▶ Dataset records
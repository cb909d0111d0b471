//! # dues-core: Pure Business Logic for the Dues Ledger
//!
//! This crate holds the rules that keep three records consistent: the
//! per-event attendance fee flag, the per-member monthly dues record, and the
//! append-only finance transaction ledger. Everything here is a pure function
//! of its inputs; the database layer (`dues-db`) applies the results inside a
//! single unit of work.
//!
//! ## Architecture Position
//! ```text
//! ┌─────────────────────────────────────────────────────────────────────────┐
//! │                        Dues Ledger Architecture                         │
//! │                                                                         │
//! │  ┌─────────────────────────────────────────────────────────────────┐   │
//! │  │              Admin actions (mark paid / cancel / report)        │   │
//! │  └─────────────────────────────┬───────────────────────────────────┘   │
//! │                                │                                        │
//! │  ┌─────────────────────────────▼───────────────────────────────────┐   │
//! │  │               ★ dues-core (THIS CRATE) ★                        │   │
//! │  │                                                                 │   │
//! │  │   ┌───────────┐  ┌───────────┐  ┌───────────┐  ┌───────────┐  │   │
//! │  │   │   types   │  │  billing  │  │ reconcile │  │ validation│  │   │
//! │  │   │  Member   │  │  rates    │  │ DuesState │  │   rules   │  │   │
//! │  │   │  Records  │  │  owed     │  │ checks    │  │  checks   │  │   │
//! │  │   └───────────┘  └───────────┘  └───────────┘  └───────────┘  │   │
//! │  │                                                                 │   │
//! │  │   NO I/O • NO DATABASE • NO NETWORK • PURE FUNCTIONS           │   │
//! │  └─────────────────────────────────────────────────────────────────┘   │
//! │                                │                                        │
//! │  ┌─────────────────────────────▼───────────────────────────────────┐   │
//! │  │                    dues-db (Database Layer)                     │   │
//! │  │       unit of work, ledger store, poster, reversal, reports     │   │
//! │  └─────────────────────────────────────────────────────────────────┘   │
//! └─────────────────────────────────────────────────────────────────────────┘
//! ```
//!
//! ## Modules
//!
//! - [`types`] - Domain types (Member, Event, MonthlyDuesRecord, ...)
//! - [`money`] - Money type with integer arithmetic (no floating point!)
//! - [`month`] - `BillingMonth`, the "YYYY-MM" key of a dues record
//! - [`billing`] - Billing Rate Resolver
//! - [`reconcile`] - Dues state machine and invariant checks
//! - [`outcome`] - Operation results and the monthly summary
//! - [`error`] - Domain error types
//! - [`validation`] - Input validation
//!
//! ## Example Usage
//!
//! ```rust
//! use dues_core::billing::BillingRates;
//! use dues_core::BillingModel;
//!
//! let rates = BillingRates::default();
//!
//! // FIXED members owe the flat rate for every qualifying event scheduled
//! let owed = rates.amount_owed(BillingModel::Fixed, 4, 2);
//! assert_eq!(owed.cents(), 720);
//!
//! // SINGLE members owe for their own registrations only
//! let owed = rates.amount_owed(BillingModel::Single, 4, 2);
//! assert_eq!(owed.cents(), 440);
//! ```

// =============================================================================
// Module Declarations
// =============================================================================

pub mod billing;
pub mod error;
pub mod money;
pub mod month;
pub mod outcome;
pub mod reconcile;
pub mod types;
pub mod validation;

// =============================================================================
// Re-exports for Convenience
// =============================================================================

pub use billing::BillingRates;
pub use error::{CoreError, CoreResult, InvariantRule, InvariantViolation, ValidationError};
pub use money::Money;
pub use month::BillingMonth;
pub use outcome::{
    DuesPosting, DuesReversal, FixedPosting, FixedReversal, LedgerOutcome, MonthlySummary,
    NoChangeReason, SinglePosting, SingleReversal,
};
pub use reconcile::DuesState;
pub use types::*;

// =============================================================================
// Crate-Level Constants
// =============================================================================

/// Default per-event fee for FIXED members, in minor currency units.
pub const DEFAULT_FIXED_UNIT_FEE_CENTS: i64 = 180;

/// Default per-event fee for SINGLE members, in minor currency units.
pub const DEFAULT_SINGLE_UNIT_FEE_CENTS: i64 = 220;

/// Name of the finance category dues payments are posted under.
pub const DEFAULT_DUES_CATEGORY: &str = "Monthly Dues";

▶ About this task
Extract the lines above, from the first one through the one containing "results inside a", and return only those, unchanged.

▶ Response
repository cb909d0111d0b471
//! # dues-core: Pure Business Logic for the Dues Ledger
//!
//! This crate holds the rules that keep three records consistent: the
//! per-event attendance fee flag, the per-member monthly dues record, and the
//! append-only finance transaction ledger. Everything here is a pure function
//! of its inputs; the database layer (`dues-db`) applies the results inside a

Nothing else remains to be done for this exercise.